Showing posts with label gratitude. Show all posts
Showing posts with label gratitude. Show all posts

Monday, December 03, 2012


CONVERSATIONS WITH PEPPERS

Only carnivorously tabloid reporters and hyperlonely folks with no vegetable friends make fun of gardeners who talk to their plants. Look at what happened to Prince Charles. He stopped admitting it, speaks to vegetative bodies only in private now, except perhaps when he addresses parliament.

But the fact is that all gardeners talk to their plants, especially in early winter, like me this morning when I was walking the rows clearing the gray stalks and wilted vines, harvesting what I could and pausing to amaze over the stalwart peppers, especially the incipient ones huddled on thin stems trying to become green in the cold. 

Peppers originated in warm climates, so cold is not their friend, but they were literally hangin' in there, the younger, smaller, yet still piquant ones that, despite their brave efforts, were beginning to turn yellow as though they were holding their breath. Under the pitiful circumstances, who with a beating heart could simply walk by these wannabe succulent emerald lives and say nothing? Any such folk should not be gardening, for they hold no esteem in the vegetable world. Agrobizzers, likely.

I could only sympathize and be thankful to the virtually shivering capsicums for all their efforts, as for example the savor they gave to my chili last week, but for all that green shivering it was a pretty one-sided conversation. Still, I could make out some words of their language, which is not subject to the limitations of mere sound like ours, but takes the form of light and color; thus no need for crude lips or vocal chords. Most of what I could make out from their side was in the nature of “Get me out of here!” Which I did.

Our conversations were therefore brief, as I went down the rows emanating pepperish gratitude as best I could, knowing that any buds left in place would grow no more, now that the cold was waxing fast. I harvested whoever was of sliceable size, to help me continue with my life; the rest would become part of next years' proud summer pepper chorus.
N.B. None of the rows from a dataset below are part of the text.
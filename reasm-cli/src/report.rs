use comfy_table::{presets::UTF8_FULL, Table};

use reasm_capture::{PipelineReport, SourceOutcome};
use reasm_stream::{Segment, TcpFlags};

pub fn render(report: &PipelineReport) -> String {
    let mut sources = Table::new();
    sources.load_preset(UTF8_FULL);
    sources.set_header(vec!["Source", "Trace", "Segments", "Outcome"]);
    for s in &report.sources {
        let outcome = match &s.outcome {
            SourceOutcome::Exhausted => "exhausted".to_string(),
            SourceOutcome::Cancelled => "cancelled".to_string(),
            SourceOutcome::Failed(err) => format!("failed: {err}"),
        };
        sources.add_row(vec![s.source.to_string(), s.name.clone(), s.segments.to_string(), outcome]);
    }

    let st = &report.stats;
    let mut stats = Table::new();
    stats.load_preset(UTF8_FULL);
    stats.set_header(vec!["Counter", "Value"]);
    let rows: [(&str, u64); 19] = [
        ("segments_ingested", st.segments_ingested),
        ("segments_malformed", st.segments_malformed),
        ("segments_ignored", st.segments_ignored),
        ("segments_duplicate", st.segments_duplicate),
        ("segments_buffered", st.segments_buffered),
        ("segments_dropped", st.segments_dropped),
        ("bytes_delivered", st.bytes_delivered),
        ("gap_skips", st.gap_skips),
        ("partial_bytes_discarded", st.partial_bytes_discarded),
        ("flows_accepted", st.flows_accepted),
        ("flows_rejected", st.flows_rejected),
        ("flows_completed", st.flows_completed),
        ("flows_evicted", st.flows_evicted),
        ("flows_expired", st.flows_expired),
        ("flows_flushed_at_shutdown", report.flows_flushed_at_shutdown as u64),
        ("segments_queued", report.segments_queued),
        ("active_flows", st.active_flows as u64),
        ("buffered_bytes", st.buffered_bytes as u64),
        ("buffered_segments", st.buffered_segments as u64),
    ];
    for (name, value) in rows {
        stats.add_row(vec![name.to_string(), value.to_string()]);
    }

    format!("{sources}\n{stats}")
}

/// One line per decoded segment.
pub fn segment_line(segment: &Segment) -> String {
    let flags = segment.flags();
    format!(
        "{} -> {} - (syn: {}) (ack: {}) (fin: {}) (rst: {}) - (seq: {}) (len: {})",
        segment.src(),
        segment.dst(),
        flags.contains(TcpFlags::SYN),
        flags.contains(TcpFlags::ACK),
        flags.contains(TcpFlags::FIN),
        flags.contains(TcpFlags::RST),
        segment.seq(),
        segment.payload().len(),
    )
}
Peppers do appreciate an audience.

Sunday, August 29, 2010


OF LIGHT AND AIR


Let me say at the outset that I'm not a nice guy right across the board, there are politics, bureaucracies, bony heads etc. to be addressed, after all, so it's more of an elective thing with me; but when it comes to natural beauty-- well, I'm putty in mother nature's hands.
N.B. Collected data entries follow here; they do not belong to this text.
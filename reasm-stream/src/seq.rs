//! TCP sequence-number arithmetic.
//! Sequence numbers live in a modulo 2^32 space, so ordering is decided by the
//! signed distance between two values rather than by integer comparison.

#![forbid(unsafe_code)]

use std::fmt;
use std::ops::Add;

/// A 32-bit TCP sequence number.
#[derive(Debug, Clone, Copy, PartialEq, Eq, Hash, Default)]
pub struct Seq(pub u32);

impl Seq {
    /// Signed distance from `other` to `self`. Positive when `self` is after `other`.
    pub fn distance(self, other: Seq) -> i32 {
        self.0.wrapping_sub(other.0) as i32
    }

    pub fn is_before(self, other: Seq) -> bool {
        self.distance(other) < 0
    }

    pub fn is_after(self, other: Seq) -> bool {
        self.distance(other) > 0
    }

    pub fn wrapping_add(self, n: u32) -> Seq {
        Seq(self.0.wrapping_add(n))
    }
}

impl Add<u32> for Seq {
    type Output = Seq;

    fn add(self, rhs: u32) -> Seq {
        self.wrapping_add(rhs)
    }
}

impl From<u32> for Seq {
    fn from(v: u32) -> Self {
        Seq(v)
    }
}

impl fmt::Display for Seq {
    fn fmt(&self, f: &mut fmt::Formatter<'_>) -> fmt::Result {
        write!(f, "{}", self.0)
    }
}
Like this morning, when I was out moving closer to the house a stack of year-old mixed firewood ready to burn this winter, using the wheelbarrow to move the larger pieces and just arm-carrying the smaller pieces to a stack of smallwood nearby. As per my plan, all I had to do was get an armful of smallwood and carry it between the big old oak and an old cedar to get to the smallwood stack. Piece of cake, firewood-movingwise, but with the first armful of smaller pieces I turned to take that route and saw, inches away, strung between the oak and cedar (I must be getting better at hyperception), a perfectly proportioned garden spider web, an armspread wide, glistering gold and red on the sunlit air, with the architect sitting big bright green in the middle, waiting for breakfast.
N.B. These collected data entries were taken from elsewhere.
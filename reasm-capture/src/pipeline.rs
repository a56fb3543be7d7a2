#![forbid(unsafe_code)]

//! Multi-source ingestion.
//!
//! Every capture source runs as its own task and pushes into one bounded queue. A single
//! engine task drains the queue into the [`Reassembler`] and runs the periodic idle sweep.
//! A full queue suspends the producing source.

use serde::Serialize;
use std::future::{self, Future};
use std::sync::Arc;
use std::time::Duration;
use tokio::sync::{mpsc, watch};
use tokio::task::JoinHandle;
use tokio::time::{interval, Interval, MissedTickBehavior};
use tracing::{debug, error, info, instrument, warn};

use reasm_core::{PipelineConfig, ReasmResult};
use reasm_stream::{Reassembler, Segment, SourceId, StatsSnapshot, StreamConsumer};

use crate::source::CaptureSource;

/// How a source task ended.
#[derive(Debug, Clone, PartialEq, Eq, Serialize)]
#[serde(tag = "status", content = "error", rename_all = "snake_case")]
pub enum SourceOutcome {
    /// The source reported end of input.
    Exhausted,
    /// Stopped by a shutdown request.
    Cancelled,
    /// The source failed; the message is its error.
    Failed(String),
}

#[derive(Debug, Clone, Serialize)]
pub struct SourceReport {
    pub source: SourceId,
    pub name: String,
    pub segments: u64,
    pub outcome: SourceOutcome,
}

/// Summary returned once the pipeline has stopped.
#[derive(Debug, Clone, Serialize)]
pub struct PipelineReport {
    pub sources: Vec<SourceReport>,
    pub segments_queued: u64,
    pub flows_flushed_at_shutdown: usize,
    pub stats: StatsSnapshot,
}

impl PipelineReport {
    pub fn failed_sources(&self) -> impl Iterator<Item = &SourceReport> {
        self.sources
            .iter()
            .filter(|r| matches!(r.outcome, SourceOutcome::Failed(_)))
    }
}

struct SourceTask {
    id: SourceId,
    name: String,
    handle: JoinHandle<SourceReport>,
}

/// Sources registered but the engine task not yet running.
pub struct Pipeline<C: StreamConsumer> {
    engine: Arc<Reassembler<C>>,
    config: PipelineConfig,
    tx: mpsc::Sender<Segment>,
    rx: mpsc::Receiver<Segment>,
    shutdown_tx: watch::Sender<bool>,
    sources: Vec<SourceTask>,
}

impl<C: StreamConsumer> Pipeline<C> {
    pub fn new(engine: Arc<Reassembler<C>>, config: PipelineConfig) -> ReasmResult<Self> {
        config.validate()?;
        let (tx, rx) = mpsc::channel(config.queue_capacity);
        let (shutdown_tx, _) = watch::channel(false);
        Ok(Self {
            engine,
            config,
            tx,
            rx,
            shutdown_tx,
            sources: Vec::new(),
        })
    }

    pub fn engine(&self) -> &Arc<Reassembler<C>> {
        &self.engine
    }

    /// Spawn a task pulling from `source`. Must be called from within a tokio runtime.
    #[instrument(skip_all, fields(source = %source.id()))]
    pub fn add_source<S: CaptureSource>(&mut self, source: S) {
        let id = source.id();
        let name = source.describe();
        if self.sources.iter().any(|s| s.id == id) {
            warn!(%id, "source id already in use; reports will be ambiguous");
        }
        let handle = tokio::spawn(run_source(source, self.tx.clone(), self.shutdown_tx.subscribe()));
        info!(%name, "capture source started");
        self.sources.push(SourceTask { id, name, handle });
    }

    /// Start the engine task.
    pub fn start(self) -> PipelineHandle<C> {
        let Pipeline {
            engine,
            config,
            tx,
            rx,
            shutdown_tx,
            sources,
        } = self;
        // The queue closes once every source task has dropped its sender.
        drop(tx);
        let engine_task = tokio::spawn(run_engine(Arc::clone(&engine), rx, config.flush_interval()));
        PipelineHandle {
            engine,
            shutdown_tx: Arc::new(shutdown_tx),
            sources,
            engine_task,
        }
    }
}

/// A running pipeline.
pub struct PipelineHandle<C: StreamConsumer> {
    engine: Arc<Reassembler<C>>,
    shutdown_tx: Arc<watch::Sender<bool>>,
    sources: Vec<SourceTask>,
    engine_task: JoinHandle<u64>,
}

impl<C: StreamConsumer> PipelineHandle<C> {
    pub fn engine(&self) -> &Arc<Reassembler<C>> {
        &self.engine
    }

    /// A receiver that flips to true when shutdown is requested.
    pub fn shutdown_signal(&self) -> watch::Receiver<bool> {
        self.shutdown_tx.subscribe()
    }

    /// Stop every source, drain the queue and force-complete open flows.
    #[instrument(skip_all)]
    pub async fn shutdown(self) -> PipelineReport {
        info!("shutdown requested");
        self.shutdown_tx.send_replace(true);
        self.finish().await
    }

    /// Wait for every source to run out on its own, then drain and force-complete.
    pub async fn join(self) -> PipelineReport {
        self.finish().await
    }

    /// Like [`join`](Self::join), but request shutdown as soon as `stop` resolves.
    pub async fn join_until<F>(self, stop: F) -> PipelineReport
    where
        F: Future + Send + 'static,
    {
        let trigger = Arc::clone(&self.shutdown_tx);
        let watcher = tokio::spawn(async move {
            stop.await;
            info!("stop condition reached; shutting down");
            trigger.send_replace(true);
        });
        let report = self.finish().await;
        watcher.abort();
        report
    }

    async fn finish(self) -> PipelineReport {
        let mut sources = Vec::with_capacity(self.sources.len());
        for task in self.sources {
            let report = match task.handle.await {
                Ok(report) => report,
                Err(err) => {
                    error!(source = %task.id, %err, "source task aborted");
                    SourceReport {
                        source: task.id,
                        name: task.name,
                        segments: 0,
                        outcome: SourceOutcome::Failed(err.to_string()),
                    }
                }
            };
            sources.push(report);
        }

        let segments_queued = match self.engine_task.await {
            Ok(n) => n,
            Err(err) => {
                error!(%err, "engine task aborted");
                0
            }
        };

        let flows_flushed_at_shutdown = self.engine.shutdown();
        let stats = self.engine.stats();
        info!(
            segments = segments_queued,
            flows = flows_flushed_at_shutdown,
            delivered = stats.bytes_delivered,
            "pipeline stopped"
        );
        PipelineReport {
            sources,
            segments_queued,
            flows_flushed_at_shutdown,
            stats,
        }
    }
}

async fn run_source<S: CaptureSource>(
    mut source: S,
    tx: mpsc::Sender<Segment>,
    mut shutdown: watch::Receiver<bool>,
) -> SourceReport {
    let id = source.id();
    let name = source.describe();
    let mut segments = 0u64;

    let outcome = loop {
        if *shutdown.borrow() {
            break SourceOutcome::Cancelled;
        }
        let next = tokio::select! {
            biased;
            _ = shutdown.changed() => break SourceOutcome::Cancelled,
            next = source.next_segment() => next,
        };
        match next {
            Ok(Some(segment)) => {
                let segment = segment.with_source(id);
                tokio::select! {
                    biased;
                    _ = shutdown.changed() => break SourceOutcome::Cancelled,
                    sent = tx.send(segment) => {
                        if sent.is_err() {
                            break SourceOutcome::Cancelled;
                        }
                    }
                }
                segments += 1;
            }
            Ok(None) => break SourceOutcome::Exhausted,
            Err(err) => {
                error!(%id, %name, %err, "capture source failed");
                break SourceOutcome::Failed(err.to_string());
            }
        }
    };

    debug!(%id, segments, ?outcome, "source task finished");
    SourceReport {
        source: id,
        name,
        segments,
        outcome,
    }
}

async fn run_engine<C: StreamConsumer>(
    engine: Arc<Reassembler<C>>,
    mut rx: mpsc::Receiver<Segment>,
    flush_every: Option<Duration>,
) -> u64 {
    let mut ticker = flush_every.map(|period| {
        let mut t = interval(period);
        t.set_missed_tick_behavior(MissedTickBehavior::Delay);
        t
    });
    let mut ingested = 0u64;
    loop {
        tokio::select! {
            next = rx.recv() => match next {
                Some(segment) => {
                    engine.ingest(segment);
                    ingested += 1;
                }
                None => break,
            },
            _ = tick(&mut ticker) => {
                let flushed = engine.flush_idle();
                if flushed > 0 {
                    debug!(flushed, "idle flows completed");
                }
            }
        }
    }
    ingested
}

async fn tick(ticker: &mut Option<Interval>) {
    match ticker {
        Some(t) => {
            t.tick().await;
        }
        None => future::pending().await,
    }
}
I'm a sucker for the beauty of spider webs and all the work and deep wisdom it takes to build them, so no way could I barge through that (self-generated!) tour de force. Instead I went around the oak and the stepladder that's on the other side there and stepped over the pile of firewood on the ground by the ladder, a pile that has to be moved also, to reach the smallwood stack and deposit my armful there. Then I went back around pile, ladder and tree to get another armful and another and so on through the morning, the bright green webmaker all the while observing me bending and rising, coming and going around, that large vague shadowshape out there in the vast elsewhere, perhaps grateful in some cosmically spiderial way for the sparing of that artwork from needless destruction, but all the extra work I was doing was a grain in the oceans compared to what that anciently learned architect had wrought of light and air between two trees.

Made my task seem easier, actually, so I was grateful too.